THE UNHOLY begins in the year 1845. The camera shots are from the point of view of a woman who’s taking an intense beating, then hanged and burned at the stake in a field.
Cut to present day. A middle-aged journalist, Gerry Fen, eats his breakfast in Boston before venturing to a town in central Massachusetts called Banfield. In the fields of Banfield, Fenn starts hearing voices by the same tree viewers saw at the beginning of the movie, not to mention a black crow. He goes to investigate and sees a glimmering light at the entrance to a divert in the tree. Apparently, it’s a corn baby, a doll that farmers use to plant for good luck during the harvest.
On his way back to Boston, Fenn barely escapes hitting a young woman on the road. He follows her to the tree, where he hears her speak.
Fenn takes her to the small Catholic church near the tree, where she’s looked after by her uncle, the priest in the church, and a doctor. They claim that the woman, named Alice, is deaf and dumb. They don’t believe Fenn’s story that he heard Alice talk. Fenn feels compelled to investigate what’s going on with Alice. He convinces a big-time paper to let him stay in Banfield and investigate further.
The next day, Alice appears at her uncle’s church and is compelled by a voice that she asserts is Mary, the mother of Jesus. She tells churchgoers to have faith in Mary and the next day, with the help of Mary, she will perform a miracle. The following day, Alice seems to do just that as a paralyzed boy regains his ability to walk. The church and the miracles of Alice speaking and the boy walking garner the attention of the Pope, who will assign the site in Banfield as a shrine, should the miracles meet the requirements of the Catholic Church.

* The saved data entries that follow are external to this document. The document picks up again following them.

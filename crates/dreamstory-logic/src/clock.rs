//! Simulated wall clock.
//!
//! The clock advances by a fixed number of minutes per tick and reports when
//! the calendar date changes. It never schedules itself; the caller decides
//! how often to tick.

use chrono::{Duration, NaiveDate, NaiveDateTime, NaiveTime, Timelike};
use serde::{Deserialize, Serialize};

/// Simulated minutes per tick.
pub const DEFAULT_TICK_MINUTES: u32 = 15;

pub const MINUTES_PER_DAY: u32 = 24 * 60;

/// Longest tick allowed, so a single tick crosses at most one midnight.
pub const MAX_TICK_MINUTES: u32 = MINUTES_PER_DAY;

/// Session start: 2024-01-01 07:00.
pub fn default_start_time() -> NaiveDateTime {
    let date = NaiveDate::from_ymd_opt(2024, 1, 1).unwrap_or_default();
    let time = NaiveTime::from_hms_opt(7, 0, 0).unwrap_or_default();
    NaiveDateTime::new(date, time)
}

#[derive(Debug, Clone, Copy, PartialEq, Eq, Serialize, Deserialize)]
pub struct GameClock {
    now: NaiveDateTime,
}

impl GameClock {
    pub fn new(start: NaiveDateTime) -> Self {
        Self { now: start }
    }

    pub fn now(&self) -> NaiveDateTime {
        self.now
    }

    /// Advance by `minutes`. Returns `true` if the date changed.
    ///
    /// At the far end of chrono's range the clock stops instead of
    /// overflowing.
    pub fn advance(&mut self, minutes: u32) -> bool {
        let Some(next) = self
            .now
            .checked_add_signed(Duration::minutes(i64::from(minutes)))
        else {
            log::warn!("Game clock saturated at {}", self.now);
            return false;
        };
        let crossed = next.date() != self.now.date();
        self.now = next;
        crossed
    }

    /// `HH:MM`, 24-hour.
    pub fn format(&self) -> String {
        self.now.format("%H:%M").to_string()
    }
}

impl Default for GameClock {
    fn default() -> Self {
        Self::new(default_start_time())
    }
}

/// Ticks needed from `from` to reach the next midnight.
pub fn ticks_until_midnight(from: NaiveDateTime, tick_minutes: u32) -> u32 {
    if tick_minutes == 0 {
        return 0;
    }
    let minutes_into_day = from.hour() * 60 + from.minute();
    let remaining = MINUTES_PER_DAY - minutes_into_day;
    remaining.div_ceil(tick_minutes)
}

During the press coverage and local rucks of Alice’s connection to Mary, Fenn tries to weigh the truth of the matter and isn’t convinced that the miracles are legitimate. Will truth and goodness prevail?
THE UNHOLY follows classic horror movie tropes. For instance, eerie situations divert the viewer’s attention. The actors do a stand-up job in their roles and the script has a solid pace. Also, the script does a great job explaining the plot’s intricacies in a captivating way. There are a few instances with demons that aren’t exactly top notch in terms of CGI, but they won’t dissuade interested viewers.
THE UNHOLY has a strong Christian worldview. It’s clear early in the movie that the Christian characters recognize the tension between good and evil, and there are several demon-like figures too. In fact, a priest affirms that Satan is always after the faith of those who believe in miracles. Also, characters take communion and exercise their faith. There’s one character who mentions he’s strayed away from the Catholic faith of his youth but prays to God for help at an important point.
Instead of stressing faith in Jesus, however, the movie’s plot centers on the Virgin Mary as the Christlike figure, not Jesus Christ. According to the Bible, however, Jesus commands us to come to Him for salvation, forgiveness, protection and service, not to come to His mother, Mary. In John 14:13, for example, Jesus tells the apostles, “Whatever you ask in my name, this I will do, that the Father may be glorified in the Son.” In THE UNHOLY, Alice asks other Catholic Christians to have faith in Mary, not Jesus. MOVIEGUIDE® advises extreme caution for theological issues, some foul language and scary encounters with demonic forces.